Ankara Veteriner Hekimleri Odası Başkanı Ahmet Baydın, başta Kırım Kongo Kanamalı Ateşi (KKKA) olmak üzere zoonotik (hayvanlardan insanlara bulaşan) hastalıklara karşı kamuoyunu uyararak, özellikle hayvancılıkla uğraşan vatandaşlar ve doğada zaman geçiren bireyler için alınması gereken önlemlerin hayati önem taşıdığını vurguladı.
Türkiye’nin Riskli Coğrafyası ve Kene Kaynaklı Tehditler
Dünya genelinde bilinen yaklaşık 900 kene türünün önemli bir kısmına ev sahipliği yapan Türkiye, iklimsel ve coğrafi çeşitliliği nedeniyle kenelerin yılın büyük bölümünde aktif kalabildiği riskli bir coğrafyadır. Bu durum, halk sağlığını tehdit eden ciddi hastalıkların yayılması için elverişli bir ortam yaratmaktadır.
Keneler, başta Kırım Kongo Kanamalı Ateşi (KKKA) olmak üzere Lyme, Tularemi, Babesiosis, Anaplazmoz ve Ehrlichiosis gibi birçok tehlikeli hastalığın taşıyıcısıdır. Özellikle Tokat, Sivas, Çorum, Yozgat, Erzincan ve Gümüşhane gibi iller, riskin en yoğun olduğu bölgeler arasında yer almaktadır.
Ankara Veteriner Hekimleri Odası Başkanı Ahmet Baydın, “Bu hastalıkların pek çoğu, enfekte hayvanlar veya bireylerle temas etmiş Ixodes ve Hyalomma gibi kene türleri tarafından taşınmaktadır. Kene vücuda tutunduğunda salgıladığı sıvılarla bu patojenleri konakçısına bulaştırabilir,” diyerek tehlikenin boyutuna dikkat çekti.
KKKA: Kimler Risk Altında ve Belirtileri Nelerdir?
Kırım Kongo Kanamalı Ateşi hastalığı, belirli gruplar için daha büyük bir tehdit oluşturmaktadır. Endemik bölgelerde yaşayan veya bu bölgeleri ziyaret eden kişiler doğrudan risk altındadır.
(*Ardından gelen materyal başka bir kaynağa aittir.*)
//! Response caches for offline reads.
//!
//! Two independent partitions live in the durable store:
//! - resource data (`cache-data`): API reads, evicted by the invalidation policy
//! - static assets (`cache-static-<version>`): replaced wholesale on a version bump

mod key;
mod partition;

use color_eyre::Result;
use tracing::info;

pub use key::{url_prefix, RequestKey};
pub use partition::{CacheEntry, CachePartition};

use crate::config::STATIC_PARTITION_PREFIX;
use crate::store::DurableStore;

/// Partition holding cached resource API reads.
pub const DATA_PARTITION: &str = "cache-data";

/// Delete every static partition except `current`. Returns the names dropped.
pub fn purge_outdated_static(store: &dyn DurableStore, current: &str) -> Result<Vec<String>> {
  let mut dropped = Vec::new();

  for name in store.partitions()? {
    if name.starts_with(STATIC_PARTITION_PREFIX) && name != current {
      let removed = store.drop_partition(&name)?;
      info!(partition = %name, entries = removed, "Dropped outdated static cache");
      dropped.push(name);
    }
  }

  Ok(dropped)
}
Bununla birlikte, tarım ve hayvancılıkla uğraşan çiftçiler, büyükbaş ve küçükbaş hayvanlarla yakın temasta bulunanlar, kasaplar, mezbaha çalışanları, veteriner hekimler ve hayvan sağlığı personelleri de meslekleri gereği yüksek risk grubunda yer alır.
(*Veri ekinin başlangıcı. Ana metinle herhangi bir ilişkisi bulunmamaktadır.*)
//! The sync engine: one object that wires the store, caches, router,
//! coordinator and connectivity together from a [`Config`].

use color_eyre::{eyre::eyre, Result};
use std::sync::Arc;
use tokio::task::JoinHandle;
use tracing::{info, warn};
use url::Url;

use crate::cache::{purge_outdated_static, CachePartition, RequestKey};
use crate::config::Config;
use crate::connectivity::{Connectivity, ConnectivityProbe};
use crate::coordinator::{
  sync_channel, CoordinatorState, DrainOutcome, SyncCoordinator, SyncHandle, SyncTriggers,
};
use crate::http::{Method, Outbound, Request, Response};
use crate::queue::{DeadLetter, MutationQueue, QueuedMutation};
use crate::router::Router;
use crate::store::{DurableStore, SqliteStore};
use crate::transport::{send_with_timeout, HttpTransport, Transport};

/// Result of [`SyncEngine::install`].
#[derive(Debug, Clone, Default, PartialEq, Eq)]
pub struct InstallReport {
  /// URLs now present in the static cache
  pub cached: Vec<Url>,
  /// URLs that could not be fetched
  pub failed: Vec<Url>,
  /// Static partitions of previous versions that were deleted
  pub purged: Vec<String>,
}

/// Handles of the tasks started by [`SyncEngine::spawn_background`].
pub struct BackgroundTasks {
  pub coordinator: JoinHandle<()>,
  pub probe: Option<JoinHandle<()>>,
}

impl BackgroundTasks {
  pub fn abort(&self) {
    self.coordinator.abort();
    if let Some(probe) = &self.probe {
      probe.abort();
    }
  }
}

pub struct SyncEngine {
  config: Config,
  store: Arc<dyn DurableStore>,
  transport: Arc<dyn Transport>,
  connectivity: Connectivity,
  router: Router,
  coordinator: Arc<SyncCoordinator>,
  sync: SyncHandle,
  triggers: Option<SyncTriggers>,
}

impl SyncEngine {
  /// Open the on-disk store and an HTTP transport as configured.
  pub fn open(config: Config) -> Result<Self> {
    let path = config.db_path()?;
    let store = SqliteStore::open(&path)?;
    let transport = HttpTransport::new(config.network_timeout(), Config::api_token())
      .map_err(|e| eyre!("Failed to create HTTP client: {}", e))?;
    let connectivity = Connectivity::new(config.assume_online);

    info!(store = %path.display(), api = %config.api_base_url, "Opened sync engine");
    Ok(Self::with_parts(
      config,
      Arc::new(store),
      Arc::new(transport),
      connectivity,
    ))
  }

  /// Build an engine from explicit parts.
  pub fn with_parts(
    config: Config,
    store: Arc<dyn DurableStore>,
    transport: Arc<dyn Transport>,
    connectivity: Connectivity,
  ) -> Self {
    let (sync, triggers) = sync_channel();

    let router = Router::new(
      &config,
      store.clone(),
      transport.clone(),
      connectivity.clone(),
      sync.clone(),
    );
    let coordinator = Arc::new(SyncCoordinator::new(
      &config,
      store.clone(),
      transport.clone(),
      connectivity.clone(),
    ));

    Self {
      config,
      store,
      transport,
      connectivity,
      router,
      coordinator,
      sync,
      triggers: Some(triggers),
    }
  }

  pub fn config(&self) -> &Config {
    &self.config
  }

  pub fn connectivity(&self) -> &Connectivity {
    &self.connectivity
  }

  pub fn queue(&self) -> MutationQueue {
    MutationQueue::new(self.store.clone(), self.config.max_retries)
  }

  pub fn static_cache(&self) -> CachePartition {
    CachePartition::new(self.store.clone(), self.config.static_partition())
  }

  /// Issue a request through the router.
  pub async fn fetch(&self, request: Request) -> Result<Response> {
    self.router.handle(request).await
  }

  /// Drain the queue now, in the caller's task.
  pub async fn sync_now(&self) -> Result<DrainOutcome> {
    self.coordinator.drain().await
  }

  /// Ask the background coordinator for a drain.
  pub fn request_sync(&self) {
    self.sync.request_sync();
  }

  pub fn sync_state(&self) -> CoordinatorState {
    self.coordinator.state()
  }

  pub fn pending(&self) -> Result<Vec<QueuedMutation>> {
    self.queue().list_pending()
  }

  pub fn dead_letters(&self) -> Result<Vec<DeadLetter>> {
    self.queue().dead_letters()
  }

  /// Drop static caches of older versions and precache the app shell and the
  /// configured URLs into the current one.
  pub async fn install(&self) -> Result<InstallReport> {
    let current = self.config.static_partition();
    let mut report = InstallReport {
      purged: purge_outdated_static(self.store.as_ref(), &current)?,
      ..Default::default()
    };

    let cache = self.static_cache();
    let urls = self
      .config
      .app_shell
      .iter()
      .chain(self.config.precache.iter())
      .cloned();

    for url in urls {
      let request = Outbound::new(Method::GET, url.clone());
      match send_with_timeout(self.transport.as_ref(), &request, self.config.network_timeout()).await {
        Ok(response) if response.is_success() => {
          cache.store_response(&RequestKey::plain(&Method::GET, &url), &response)?;
          report.cached.push(url);
        }
        Ok(response) => {
          warn!(url = %url, status = response.status, "Precache fetch rejected");
          report.failed.push(url);
        }
        Err(e) => {
          warn!(url = %url, error = %e, "Precache fetch failed");
          report.failed.push(url);
        }
      }
    }

    info!(
      version = %self.config.cache_version,
      cached = report.cached.len(),
      failed = report.failed.len(),
      purged = report.purged.len(),
      "Installed static cache"
    );
    Ok(report)
  }

  /// Start the coordinator loop and, when a health URL is configured, the
  /// connectivity probe. Can only be done once per engine.
  pub fn spawn_background(&mut self) -> Result<BackgroundTasks> {
    let triggers = self
      .triggers
      .take()
      .ok_or_else(|| eyre!("Background sync already started"))?;

    let coordinator = self.coordinator.clone().spawn(triggers);

    let probe = self.config.health_url.clone().map(|health_url| {
      ConnectivityProbe::new(
        self.transport.clone(),
        self.connectivity.clone(),
        health_url,
        self.config.probe_interval(),
        self.config.network_timeout(),
      )
      .spawn()
    });

    Ok(BackgroundTasks { coordinator, probe })
  }
}
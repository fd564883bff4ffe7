//! Serde helpers that store byte buffers as hex strings inside JSON records.

use serde::{Deserialize, Deserializer, Serializer};

pub mod hex_bytes {
  use super::*;

  pub fn serialize<S: Serializer>(bytes: &[u8], s: S) -> Result<S::Ok, S::Error> {
    s.serialize_str(&hex::encode(bytes))
  }

  pub fn deserialize<'de, D: Deserializer<'de>>(d: D) -> Result<Vec<u8>, D::Error> {
    let s = String::deserialize(d)?;
    hex::decode(s).map_err(serde::de::Error::custom)
  }
}

pub mod opt_hex_bytes {
  use super::*;

  pub fn serialize<S: Serializer>(bytes: &Option<Vec<u8>>, s: S) -> Result<S::Ok, S::Error> {
    match bytes {
      Some(b) => s.serialize_some(&hex::encode(b)),
      None => s.serialize_none(),
    }
  }

  pub fn deserialize<'de, D: Deserializer<'de>>(d: D) -> Result<Option<Vec<u8>>, D::Error> {
    Option::<String>::deserialize(d)?
      .map(|s| hex::decode(s).map_err(serde::de::Error::custom))
      .transpose()
  }
}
Hastalık, genellikle kene temasından sonraki 1-3 gün içinde aniden ortaya çıkan belirtilerle başlar. Ateş, üşüme, titreme, baş ağrısı ve yaygın kas ağrıları ilk ve en sık görülen şikayetlerdir. Hastalığın ilerleyen dönemlerinde bu bulgular artarak daha ciddi etkilerde görülmektedir. Kene ile temas sonrası belirtilerden herhangi biri görülürse, en yakın sağlık kuruluşuna başvurmak tanı ve tedavi için hayati önem taşır.
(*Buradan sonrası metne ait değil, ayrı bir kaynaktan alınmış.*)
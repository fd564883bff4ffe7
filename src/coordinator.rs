//! Background drain of the mutation queue.
//!
//! The coordinator replays queued writes in FIFO order whenever there is a
//! reasonable chance of success: when connectivity comes back, when someone
//! asks for a sync, and optionally on a fixed cadence. Drains never overlap;
//! a trigger that arrives mid-drain is folded into a single follow-up pass.

use color_eyre::Result;
use std::sync::atomic::{AtomicBool, Ordering};
use std::sync::Arc;
use std::time::Duration;
use tokio::sync::mpsc;
use tokio::task::JoinHandle;
use tokio::time::Interval;
use tracing::{debug, error, info, warn};

use crate::cache::{CachePartition, DATA_PARTITION};
use crate::config::Config;
use crate::connectivity::Connectivity;
use crate::invalidation::InvalidationPolicy;
use crate::queue::{MutationQueue, RetryOutcome};
use crate::store::DurableStore;
use crate::transport::{send_with_timeout, Transport};

/// Coordinator lifecycle state.
#[derive(Debug, Clone, Copy, PartialEq, Eq)]
pub enum CoordinatorState {
  Idle,
  Draining,
  /// Offline: drains are skipped
  Disabled,
}

/// What one drain pass did.
#[derive(Debug, Clone, Default, PartialEq, Eq)]
pub struct DrainReport {
  /// Replayed successfully and removed
  pub replayed: usize,
  /// Failed and kept for a later pass
  pub failed: usize,
  /// Failed for the last allowed time and moved to the dead-letter partition
  pub dead_lettered: usize,
  /// Entries still queued after the pass
  pub remaining: usize,
  /// Connectivity was lost partway and the rest of the queue was left untried
  pub interrupted: bool,
}

#[derive(Debug, Clone, PartialEq, Eq)]
pub enum DrainOutcome {
  Completed(DrainReport),
  /// Another drain was already running
  Coalesced,
  /// Offline, nothing attempted
  Disabled,
}

/// Sender side of the "please sync" signal.
#[derive(Clone, Debug)]
pub struct SyncHandle {
  tx: mpsc::Sender<()>,
}

impl SyncHandle {
  /// Ask for a drain. Requests made while one is already pending are merged.
  pub fn request_sync(&self) {
    match self.tx.try_send(()) {
      Ok(()) => debug!("Sync requested"),
      Err(mpsc::error::TrySendError::Full(())) => debug!("Sync already pending"),
      Err(mpsc::error::TrySendError::Closed(())) => debug!("Sync requested but coordinator is not running"),
    }
  }
}

/// Receiver side of the "please sync" signal, consumed by [`SyncCoordinator::run`].
#[derive(Debug)]
pub struct SyncTriggers {
  rx: mpsc::Receiver<()>,
}

impl SyncTriggers {
  /// Take a pending trigger without waiting.
  pub fn try_recv(&mut self) -> bool {
    self.rx.try_recv().is_ok()
  }
}

/// A one-slot trigger channel: at most one sync request is ever pending.
pub fn sync_channel() -> (SyncHandle, SyncTriggers) {
  let (tx, rx) = mpsc::channel(1);
  (SyncHandle { tx }, SyncTriggers { rx })
}

pub struct SyncCoordinator {
  queue: MutationQueue,
  data_cache: CachePartition,
  policy: InvalidationPolicy,
  transport: Arc<dyn Transport>,
  connectivity: Connectivity,
  timeout: Duration,
  sync_interval: Option<Duration>,
  draining: AtomicBool,
}

/// Clears the draining flag however the pass ends.
struct DrainGuard<'a>(&'a AtomicBool);

impl Drop for DrainGuard<'_> {
  fn drop(&mut self) {
    self.0.store(false, Ordering::Release);
  }
}

impl SyncCoordinator {
  pub fn new(
    config: &Config,
    store: Arc<dyn DurableStore>,
    transport: Arc<dyn Transport>,
    connectivity: Connectivity,
  ) -> Self {
    Self {
      queue: MutationQueue::new(store.clone(), config.max_retries),
      data_cache: CachePartition::new(store, DATA_PARTITION),
      policy: InvalidationPolicy::new(
        config.api_base_url.clone(),
        config.related_families.clone(),
      ),
      transport,
      connectivity,
      timeout: config.network_timeout(),
      sync_interval: config.sync_interval(),
      draining: AtomicBool::new(false),
    }
  }

  pub fn state(&self) -> CoordinatorState {
    if self.draining.load(Ordering::Acquire) {
      CoordinatorState::Draining
    } else if !self.connectivity.is_online() {
      CoordinatorState::Disabled
    } else {
      CoordinatorState::Idle
    }
  }

  /// Run one drain pass over everything currently queued.
  ///
  /// A failed replay never stops the pass; it only bumps that entry's retry
  /// count. Losing connectivity does: entries not yet tried keep their retry
  /// budget. Only durable store failures are returned as errors.
  pub async fn drain(&self) -> Result<DrainOutcome> {
    if !self.connectivity.is_online() {
      debug!("Offline, skipping drain");
      return Ok(DrainOutcome::Disabled);
    }

    if self
      .draining
      .compare_exchange(false, true, Ordering::AcqRel, Ordering::Acquire)
      .is_err()
    {
      debug!("Drain already running");
      return Ok(DrainOutcome::Coalesced);
    }
    let _guard = DrainGuard(&self.draining);

    let pending = self.queue.list_pending()?;
    let mut report = DrainReport::default();
    if !pending.is_empty() {
      info!(count = pending.len(), "Draining mutation queue");
    }

    for mutation in pending {
      if !self.connectivity.is_online() {
        info!(id = %mutation.id, "Connectivity lost, stopping drain");
        report.interrupted = true;
        break;
      }

      let failure = match mutation.to_outbound() {
        Ok(request) => {
          match send_with_timeout(self.transport.as_ref(), &request, self.timeout).await {
            Ok(response) if response.is_success() => None,
            Ok(response) => Some(format!("HTTP {}", response.status)),
            Err(e) => Some(e.to_string()),
          }
        }
        Err(e) => Some(e.to_string()),
      };

      match failure {
        None => {
          self.queue.remove(&mutation.id)?;
          self.policy.apply(&self.data_cache, &mutation.resource_path)?;
          report.replayed += 1;
          debug!(id = %mutation.id, path = %mutation.resource_path, "Replayed mutation");
        }
        Some(reason) => {
          warn!(
            id = %mutation.id,
            path = %mutation.resource_path,
            error = %reason,
            "Replay failed"
          );
          match self.queue.bump_retry(&mutation.id, &reason)? {
            RetryOutcome::DeadLettered => report.dead_lettered += 1,
            RetryOutcome::Retrying { .. } => report.failed += 1,
            RetryOutcome::Missing => {}
          }
        }
      }
    }

    report.remaining = self.queue.len()?;
    if report != DrainReport::default() {
      info!(
        replayed = report.replayed,
        failed = report.failed,
        dead_lettered = report.dead_lettered,
        remaining = report.remaining,
        interrupted = report.interrupted,
        "Drain finished"
      );
    }

    Ok(DrainOutcome::Completed(report))
  }

  /// Start the background loop. It drains once at startup, then on every
  /// transition to online, every sync request and every periodic tick. The
  /// loop ends when all [`SyncHandle`]s are dropped.
  pub fn spawn(self: Arc<Self>, triggers: SyncTriggers) -> JoinHandle<()> {
    tokio::spawn(self.run(triggers))
  }

  pub async fn run(self: Arc<Self>, mut triggers: SyncTriggers) {
    let mut online = self.connectivity.subscribe();
    let mut ticker = self.sync_interval.map(|period| {
      let mut ticker = tokio::time::interval_at(tokio::time::Instant::now() + period, period);
      ticker.set_missed_tick_behavior(tokio::time::MissedTickBehavior::Delay);
      ticker
    });

    self.drain_logged("startup").await;

    loop {
      let reason = tokio::select! {
        changed = online.changed() => {
          if changed.is_err() {
            break;
          }
          if !*online.borrow_and_update() {
            continue;
          }
          "connectivity restored"
        }
        trigger = triggers.rx.recv() => match trigger {
          Some(()) => "requested",
          None => break,
        },
        _ = tick(&mut ticker) => "periodic",
      };

      self.drain_logged(reason).await;
    }

    debug!("Sync coordinator stopped");
  }

  async fn drain_logged(&self, reason: &str) {
    debug!(reason, "Drain triggered");
    if let Err(e) = self.drain().await {
      error!(reason, error = %e, "Drain failed");
    }
  }
}

async fn tick(ticker: &mut Option<Interval>) {
  match ticker {
    Some(t) => {
      t.tick().await;
    }
    None => std::future::pending::<()>().await,
  }
}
Korunma ve Mücadele: Bireysel ve Toplumsal Sorumluluklar
Kene kaynaklı hastalıklardan korunmanın ilk adımı, riskli alanlarda kişisel tedbirler almaktır. Özellikle çalılık, uzun otlar, mera ve yayla gibi alanlarda bulunurken vücudu olabildiğince kapatan, pantolon paçalarının çorap içine sokulduğu ve açık renkli kıyafetlerin tercih edilmesi, kenelerin fark edilmesini kolaylaştırır ve tutunmasını zorlaştırır. Doğa gezileri sonrası ve evcil hayvanların dış ortamdan her dönüşünde mutlaka vücut ve kıyafet kontrolü yapılmalıdır.
Vücuda bir kene tutunması durumunda paniğe kapılmadan doğru adımların izlenmesi hayati önem taşır. Birinci adım olarak en yakın sağlık kuruluşlarına başvurulmalıdır. Bunun mümkün olmadığı durumlarda, keneye kesinlikle çıplak elle dokunulmamalı; bunun yerine ince uçlu bir cımbız veya penset ile deriye en yakın noktadan nazikçe ve dik bir şekilde çekilerek çıkarılmalıdır. Ardından bölge antiseptik bir solüsyonla temizlenmelidir. Çıkarılan kenenin, olası bir hastalık durumunda tür tespiti için bir kap içinde saklanarak laboratuvara gönderilmesi faydalı olabilir.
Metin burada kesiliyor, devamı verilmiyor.